The problem most people I have had specific conversations with about the "high" costs of original Medicare believe the costs are exorbitant because they chose the cheapest alternative at the time they enrolled in Medicare (Hey - insurance for "free," why not?)
They never seriously explored the comparison between the two until being diagnosed with a serious illness which resulted in out-of-pocket costs of up to $11,300 for one or more years. (Note: The plan I used for comparison does not pay for out-of-network care at all, and has a lower than permitted cap on out-of-pocket expenses). Once they realize they can't keep paying the full out-of-pocket max each year, they explore trying to get back to original Medicare (for which the maximum out-of-pocket on the two most popular plans is $233 and $233 + $20/doctor's visit). They are either denied coverage (or find their coverage limited to lower-quality plans which have higher out-of-pocket costs) OR are offered a plan at ~5 times the cost had they enrolled at the time they enrolled in Medicare.

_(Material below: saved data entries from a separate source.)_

use secrecy::SecretString;

/// Resolved provider configuration: pool coordinates plus the credentials
/// used by the signed administrative call.
#[derive(Debug, Clone)]
pub struct GlobalArgs {
    pub client_id: String,
    pub user_pool_id: String,
    pub region: String,
    pub endpoint: Option<String>,
    pub access_key_id: String,
    pub secret_access_key: SecretString,
    pub session_token: Option<SecretString>,
}

impl GlobalArgs {
    /// Derive the provider region from a `{region}_{id}` pool id, for setups
    /// that configure no explicit region.
    #[must_use]
    pub fn region_from_pool_id(user_pool_id: &str) -> Option<String> {
        let (region, id) = user_pool_id.split_once('_')?;

        if region.is_empty() || id.is_empty() {
            return None;
        }

        Some(region.to_string())
    }
}

#[cfg(test)]
mod tests {
    use super::*;

    #[test]
    fn test_region_from_pool_id() {
        assert_eq!(
            GlobalArgs::region_from_pool_id("us-east-1_AbCdEfGhI"),
            Some("us-east-1".to_string())
        );
        assert_eq!(
            GlobalArgs::region_from_pool_id("eu-west-1_X"),
            Some("eu-west-1".to_string())
        );
    }

    #[test]
    fn test_region_from_pool_id_rejects_malformed() {
        assert_eq!(GlobalArgs::region_from_pool_id("nounderscore"), None);
        assert_eq!(GlobalArgs::region_from_pool_id("_AbCdEfGhI"), None);
        assert_eq!(GlobalArgs::region_from_pool_id("us-east-1_"), None);
        assert_eq!(GlobalArgs::region_from_pool_id(""), None);
    }
}
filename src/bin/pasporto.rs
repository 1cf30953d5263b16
use anyhow::Result;
use pasporto::cli::start;

// Main function
#[tokio::main]
async fn main() -> Result<()> {
    // Start the program
    let action = start()?;

    // Handle the action
    action.execute().await?;

    Ok(())
}
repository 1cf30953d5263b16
use axum::{
    http::{HeaderMap, HeaderValue},
    response::{IntoResponse, Json},
};
use serde_json::json;

use crate::GIT_COMMIT_HASH;

/// No downstream checks on purpose: the gateway holds no state and probing
/// the provider from a liveness endpoint would rate-limit the pool.
#[utoipa::path(
    get,
    path = "/health",
    responses(
        (status = 200, description = "Service is up"),
    ),
    tag = "health"
)]
pub async fn health() -> impl IntoResponse {
    let body = Json(json!({
        "name": env!("CARGO_PKG_NAME"),
        "version": env!("CARGO_PKG_VERSION"),
        "build": GIT_COMMIT_HASH,
    }));

    let short_hash = if GIT_COMMIT_HASH.len() >= 7 {
        &GIT_COMMIT_HASH[0..7]
    } else {
        GIT_COMMIT_HASH
    };

    let mut headers = HeaderMap::new();

    if let Ok(value) = HeaderValue::from_str(&format!(
        "{}:{}:{}",
        env!("CARGO_PKG_NAME"),
        env!("CARGO_PKG_VERSION"),
        short_hash
    )) {
        headers.insert("X-App", value);
    }

    (headers, body)
}
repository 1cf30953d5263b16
use crate::cli::actions::{server, Action};
use anyhow::Result;

/// Execute the provided action.
/// # Errors
/// Returns an error if the action fails.
pub async fn execute(action: Action) -> Result<()> {
    match action {
        Action::Server(args) => server::execute(args).await,
    }
}
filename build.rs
fn main() {
    built::write_built_file().expect("Failed to acquire build-time information");
}
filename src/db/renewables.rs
pub mod commodity;
pub mod update_pipeline;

The pricing is intentionally designed to make it more expensive to decide, when times get tough, to opt into original Medicare. The los cost for both Medicare and Medicare supplement plans is maintained by having everyone who is eligible opt into the system - whether they currently need lots of care or not. (Same theory for the mandatory enrollment in an ACA plan - unless everyone is enrolled, the price of care for those enrolled will force premiums out of the affordable range.) That opt-in date is when you are initially eligible. After that - it's just like trying to find insurance before the ACA with a pre-existing condition: It's not available OR they charge you an arm and a leg.
The problem is that the process (and consequences of not opting in) are so hidden that the plan is not an effective carrot. If you don't know you are giving up a once-in-a-lifetime opportunity when you opt out of original Medicare it shifts more people into the facially attractive $0 premium Medicare Advantage plans. Most people are still relatively healthy at age 65 and can't imagine ever needing enough medical care to hit the out-of-pocket maximum, the premiums for the plans are hard (sometimes impossible) to get without engaging an insurance agent (who makes her money by selling the plans - so has a motivation to sell a more expensive plan), and most people don't have a solid enough handle on their actual expenses to do the numbers (like I did above) to compare total out-of-pocket expenses for the year. So they are comparing premium to premium - not total cost to total cost.
Original Medicare doesn't need major fixes. It does need to be tweaked so it treats dental, vision, and hearing as the medical problems they are. And - applicable to both Medicare Advantage and original Medicare - drugs need to be treated as part of the basic plan (not an add-on, uncapped plan, with a donut hole).
In addition, they need to develop educational tools which are readily available, geared to no more than a 10th grade comprehension level, and delivered to everyone on their 64th birthday (in time for ample consideration of the once-in-a-lifetime decision on their 65th birthday). Further, becasue the information is hidden - and of such poor quality that three of us with JDs each originally misunderstood parts of the program (and one still has some serious misunderstandings which I hope don't come back to bite her in the butt) - there should be an amnesty program to allow anyone stuck with only expensive options for original Medicare to enroll at the initial enrollment price for their age (without taking health status into account).